16. The non-transitory computer-readable medium of claim 15, wherein each node of the decision tree represents a function of the software application, each edge of the decision tree represents a set of expected values for the function, and each node and each edge is associated with an identifier of the plurality of identifiers, and wherein the operations further comprise:
accessing the decision tree to determine the error code, wherein the decision tree is configured to be generated by:
receiving source code indicating a plurality of functions of the software application;
receiving an indication of the set of expected values for the plurality of functions; and
generating the plurality of nodes and the plurality of edges based on the source code and the set of expected values, wherein each node and each edge is labelled with the identifier prior to the execution of the software application.
17. The non-transitory computer-readable medium of claim 15, wherein the action comprises:
outputting an indication of the error code to a user device, wherein the user device is configured to provide an update to a test suite for the software application, and wherein the update comprises a test for detecting the error prior to a subsequent execution of the software application.
18. The non-transitory computer-readable medium of claim 15, wherein performing the action comprises:
performing a lookup of a database using the error code; and
receiving documentation associated with the error in response to the lookup.

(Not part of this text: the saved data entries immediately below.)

//! pdfappend
//!
//! Command-line front end: every command that changes a file appends a new
//! revision and leaves the original bytes untouched.

mod profile;

use std::fs;
use std::path::{Path, PathBuf};

use anyhow::{bail, Context};
use clap::{Parser, Subcommand};
use pdfappend_core::{
    validate_signatures, AppendOptions, Appender, PdfSignature, Pkcs7Handler, SignatureField,
    SignatureHandler, WriteSummary,
};
use shared_crypto::EphemeralIdentity;
use tracing_subscriber::{layer::SubscriberExt, util::SubscriberInitExt, EnvFilter};

use crate::profile::SignProfile;

#[derive(Parser, Debug)]
#[command(name = "pdfappend")]
#[command(version, about = "Edit and sign PDFs through incremental revisions")]
struct Args {
    #[command(subcommand)]
    command: Command,
}

#[derive(Subcommand, Debug)]
enum Command {
    /// Show page count, revision format and signatures
    Info { input: PathBuf },

    /// Append a blank page
    AddBlankPage {
        input: PathBuf,
        #[arg(short, long)]
        output: PathBuf,
        /// Page width in points
        #[arg(long, default_value = "612")]
        width: f32,
        /// Page height in points
        #[arg(long, default_value = "792")]
        height: f32,
    },

    /// Remove a page (1-based)
    RemovePage {
        input: PathBuf,
        #[arg(short, long)]
        output: PathBuf,
        #[arg(short, long)]
        page: u32,
    },

    /// Append pages of another PDF, e.g. `--pages 1-3,5`
    Import {
        input: PathBuf,
        source: PathBuf,
        #[arg(short, long)]
        output: PathBuf,
        /// Page ranges of the source; all pages when omitted
        #[arg(long)]
        pages: Option<String>,
    },

    /// Add a visible signature field and sign it
    Sign {
        input: PathBuf,
        #[arg(short, long)]
        output: PathBuf,
        /// Page carrying the signature field (1-based)
        #[arg(short, long, default_value = "1")]
        page: u32,
        #[arg(long, default_value = "Signature1")]
        field: String,
        /// Hex-encoded P-256 private key; a throwaway key is used otherwise
        #[arg(long)]
        key: Option<PathBuf>,
        /// TOML signing profile
        #[arg(long)]
        profile: Option<PathBuf>,
        #[arg(long)]
        name: Option<String>,
        #[arg(long)]
        reason: Option<String>,
        #[arg(long)]
        location: Option<String>,
    },

    /// Check every signature of a PDF
    Verify { input: PathBuf },
}

fn main() -> anyhow::Result<()> {
    let args = Args::parse();

    // Reports go to stdout, logs to stderr
    tracing_subscriber::registry()
        .with(EnvFilter::from_default_env().add_directive(tracing::Level::WARN.into()))
        .with(tracing_subscriber::fmt::layer().with_writer(std::io::stderr))
        .init();

    match args.command {
        Command::Info { input } => info(&input),
        Command::AddBlankPage {
            input,
            output,
            width,
            height,
        } => {
            let mut appender = open(&input, AppendOptions::default())?;
            appender.new_page([0.0, 0.0, width, height]);
            finish(&mut appender, &output)
        }
        Command::RemovePage {
            input,
            output,
            page,
        } => {
            let mut appender = open(&input, AppendOptions::default())?;
            appender
                .remove_page(page)
                .with_context(|| format!("Cannot remove page {}", page))?;
            finish(&mut appender, &output)
        }
        Command::Import {
            input,
            source,
            output,
            pages,
        } => {
            let source_doc = lopdf::Document::load(&source)
                .with_context(|| format!("Failed to parse {}", source.display()))?;
            let count = source_doc.get_pages().len() as u32;
            let numbers = match pages {
                Some(ranges) => parse_ranges(&ranges, count)?,
                None => (1..=count).collect(),
            };

            let mut appender = open(&input, AppendOptions::default())?;
            appender
                .import_pages(&source_doc, &numbers)
                .context("Failed to import pages")?;
            finish(&mut appender, &output)
        }
        Command::Sign {
            input,
            output,
            page,
            field,
            key,
            profile,
            name,
            reason,
            location,
        } => {
            let profile = match profile {
                Some(path) => SignProfile::from_file(path)?,
                None => SignProfile::default(),
            };
            let identity = match key {
                Some(path) => load_identity(&path)?,
                None => {
                    tracing::warn!("no --key given, signing with a throwaway key");
                    EphemeralIdentity::generate()
                }
            };
            let identity = match name.or_else(|| profile.name.clone()) {
                Some(name) => identity.with_name(name),
                None => identity,
            };

            let mut handler = Pkcs7Handler::new(identity);
            if let Some(reserve) = profile.reserve {
                handler = handler.with_reserve(reserve);
            }
            let mut signature = PdfSignature::new(handler);
            if let Some(reason) = reason.or(profile.reason) {
                signature = signature.with_reason(reason);
            }
            if let Some(location) = location.or(profile.location) {
                signature = signature.with_location(location);
            }
            if let Some(contact) = profile.contact {
                signature = signature.with_contact_info(contact);
            }

            let mut field = SignatureField::new(field).with_signature(signature);
            if let Some(rect) = profile.rect {
                field = field.with_rect(rect);
            }

            let mut appender = open(&input, profile.options)?;
            appender
                .sign(page, field)
                .with_context(|| format!("Cannot place a signature on page {}", page))?;
            finish(&mut appender, &output)
        }
        Command::Verify { input } => verify(&input),
    }
}

fn open(path: &Path, options: AppendOptions) -> anyhow::Result<Appender> {
    let bytes = fs::read(path).with_context(|| format!("Failed to read {}", path.display()))?;
    Appender::load_with_options(bytes, options)
        .with_context(|| format!("Failed to load {}", path.display()))
}

fn finish(appender: &mut Appender, output: &Path) -> anyhow::Result<()> {
    let summary = appender
        .write_to_file(output)
        .with_context(|| format!("Failed to write {}", output.display()))?;
    print_summary(&summary, output);
    Ok(())
}

fn print_summary(summary: &WriteSummary, output: &Path) {
    println!(
        "{}: {} bytes appended ({} replaced, {} new objects, {} signatures)",
        output.display(),
        summary.revision_len(),
        summary.replaced,
        summary.fresh,
        summary.signatures,
    );
}

fn load_identity(path: &Path) -> anyhow::Result<EphemeralIdentity> {
    let text = fs::read_to_string(path)
        .with_context(|| format!("Failed to read key file: {}", path.display()))?;
    let bytes = hex::decode(text.trim()).context("Key file is not hex")?;
    EphemeralIdentity::from_private_key(&bytes).context("Invalid P-256 private key")
}

fn info(path: &Path) -> anyhow::Result<()> {
    let bytes = fs::read(path).with_context(|| format!("Failed to read {}", path.display()))?;
    let appender = Appender::load(bytes.clone())
        .with_context(|| format!("Failed to load {}", path.display()))?;
    let revisions = bytes.windows(5).filter(|window| window == b"%%EOF").count();

    println!("File:       {}", path.display());
    println!("Size:       {} bytes", bytes.len());
    println!("Pages:      {}", appender.page_count());
    println!("Revisions:  {}", revisions);
    println!("Objects:    {}", appender.baseline().objects.len());

    let verifier = Pkcs7Handler::new(EphemeralIdentity::generate());
    let reports = validate_signatures(&bytes, &[&verifier as &dyn SignatureHandler])?;
    println!("Signatures: {}", reports.len());
    Ok(())
}

fn verify(path: &Path) -> anyhow::Result<()> {
    let bytes = fs::read(path).with_context(|| format!("Failed to read {}", path.display()))?;
    let verifier = Pkcs7Handler::new(EphemeralIdentity::generate());
    let reports = validate_signatures(&bytes, &[&verifier as &dyn SignatureHandler])
        .with_context(|| format!("Failed to check {}", path.display()))?;

    if reports.is_empty() {
        println!("{}: no signatures", path.display());
        return Ok(());
    }

    let mut failed = 0;
    for report in &reports {
        let status = if report.valid { "valid" } else { "INVALID" };
        let coverage = if report.covers_document {
            "whole document"
        } else {
            "earlier revision"
        };
        println!(
            "{}: {} ({}, covers {})",
            report.field, status, report.sub_filter, coverage
        );
        if !report.valid {
            failed += 1;
        }
    }

    if failed > 0 {
        bail!("{} of {} signatures failed", failed, reports.len());
    }
    Ok(())
}

/// Parse page ranges like "1-3, 5" into page numbers in the given order
fn parse_ranges(input: &str, count: u32) -> anyhow::Result<Vec<u32>> {
    let mut pages = Vec::new();
    for part in input.split(',') {
        let part = part.trim();
        if part.is_empty() {
            continue;
        }
        let (start, end) = match part.split_once('-') {
            Some((start, end)) => (start.trim(), end.trim()),
            None => (part, part),
        };
        let start: u32 = start
            .parse()
            .with_context(|| format!("Invalid page number: {}", start))?;
        let end: u32 = end
            .parse()
            .with_context(|| format!("Invalid page number: {}", end))?;
        if start == 0 || start > end || end > count {
            bail!("Page range {} is outside 1-{}", part, count);
        }
        pages.extend(start..=end);
    }
    if pages.is_empty() {
        bail!("No pages selected");
    }
    Ok(pages)
}
//! ECDSA P-256 signing identities

use p256::{
    ecdsa::{
        signature::{Signer, Verifier},
        Signature, SigningKey, VerifyingKey,
    },
    SecretKey,
};
use sha2::{Digest, Sha256};

use crate::error::CryptoError;

/// Anything that can produce signatures for a PDF signature dictionary
pub trait SigningIdentity {
    /// Public key as SEC1-encoded bytes (uncompressed point)
    fn public_key_der(&self) -> Vec<u8>;

    /// Public key as hex string
    fn public_key_hex(&self) -> String {
        hex::encode(self.public_key_der())
    }

    /// Sign raw data (SHA-256 is applied by the signer) and return a DER signature
    fn sign(&self, data: &[u8]) -> Vec<u8>;

    /// Verify a DER signature over raw data
    fn verify(&self, data: &[u8], signature: &[u8]) -> bool {
        verify_with_public_key(&self.public_key_der(), data, signature).unwrap_or(false)
    }

    /// Name used for the certificate subject when none is supplied
    fn signer_name(&self) -> Option<&str> {
        None
    }
}

/// An in-memory P-256 key pair
pub struct EphemeralIdentity {
    signing_key: SigningKey,
    verifying_key: VerifyingKey,
    name: Option<String>,
}

impl EphemeralIdentity {
    /// Generate a new random identity
    pub fn generate() -> Self {
        let secret_key = SecretKey::random(&mut rand_core::OsRng);
        Self::from_secret(secret_key)
    }

    /// Import from previously exported private key bytes
    pub fn from_private_key(bytes: &[u8]) -> Result<Self, CryptoError> {
        let secret_key =
            SecretKey::from_slice(bytes).map_err(|e| CryptoError::InvalidKey(e.to_string()))?;
        Ok(Self::from_secret(secret_key))
    }

    fn from_secret(secret_key: SecretKey) -> Self {
        let signing_key = SigningKey::from(&secret_key);
        let verifying_key = VerifyingKey::from(&signing_key);

        Self {
            signing_key,
            verifying_key,
            name: None,
        }
    }

    /// Attach a display name used as certificate subject
    pub fn with_name(mut self, name: impl Into<String>) -> Self {
        self.name = Some(name.into());
        self
    }

    /// Export the private key scalar
    pub fn export_private_key(&self) -> Vec<u8> {
        self.signing_key.to_bytes().to_vec()
    }
}

impl SigningIdentity for EphemeralIdentity {
    fn public_key_der(&self) -> Vec<u8> {
        self.verifying_key
            .to_encoded_point(false)
            .as_bytes()
            .to_vec()
    }

    fn sign(&self, data: &[u8]) -> Vec<u8> {
        let signature: Signature = self.signing_key.sign(data);
        signature.to_der().as_bytes().to_vec()
    }

    fn signer_name(&self) -> Option<&str> {
        self.name.as_deref()
    }
}

/// Verify a DER-encoded ECDSA signature against a SEC1 public key
pub fn verify_with_public_key(
    public_key: &[u8],
    data: &[u8],
    signature: &[u8],
) -> Result<bool, CryptoError> {
    let key = VerifyingKey::from_sec1_bytes(public_key)
        .map_err(|e| CryptoError::InvalidPublicKey(e.to_string()))?;

    match Signature::from_der(signature) {
        Ok(sig) => Ok(key.verify(data, &sig).is_ok()),
        Err(_) => Ok(false),
    }
}

/// Hash data using SHA-256
pub fn sha256(data: &[u8]) -> [u8; 32] {
    let mut hasher = Sha256::new();
    hasher.update(data);
    hasher.finalize().into()
}

/// Hash data and return as hex string
pub fn sha256_hex(data: &[u8]) -> String {
    hex::encode(sha256(data))
}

19. The non-transitory computer-readable medium of claim 15, wherein the execution is a first execution, the error is a first error, and the error code is a first error code, and wherein the operations further comprise:
in response to a second execution of the software application, determining a second error in the second execution;
determining a second error code associated with the second error based on the decision tree, the second error code being a different subset of the plurality of identifiers than the subset of the plurality of identifiers for the first error code; and
determining, based on the first error code and the second error code, a root cause of the first error and the second error.
20. The non-transitory computer-readable medium of claim 15, wherein the operations further comprise:
receiving an approval to send the error code and the data to a user device; and
in response to receiving the approval, sending the error code and the data to the user device.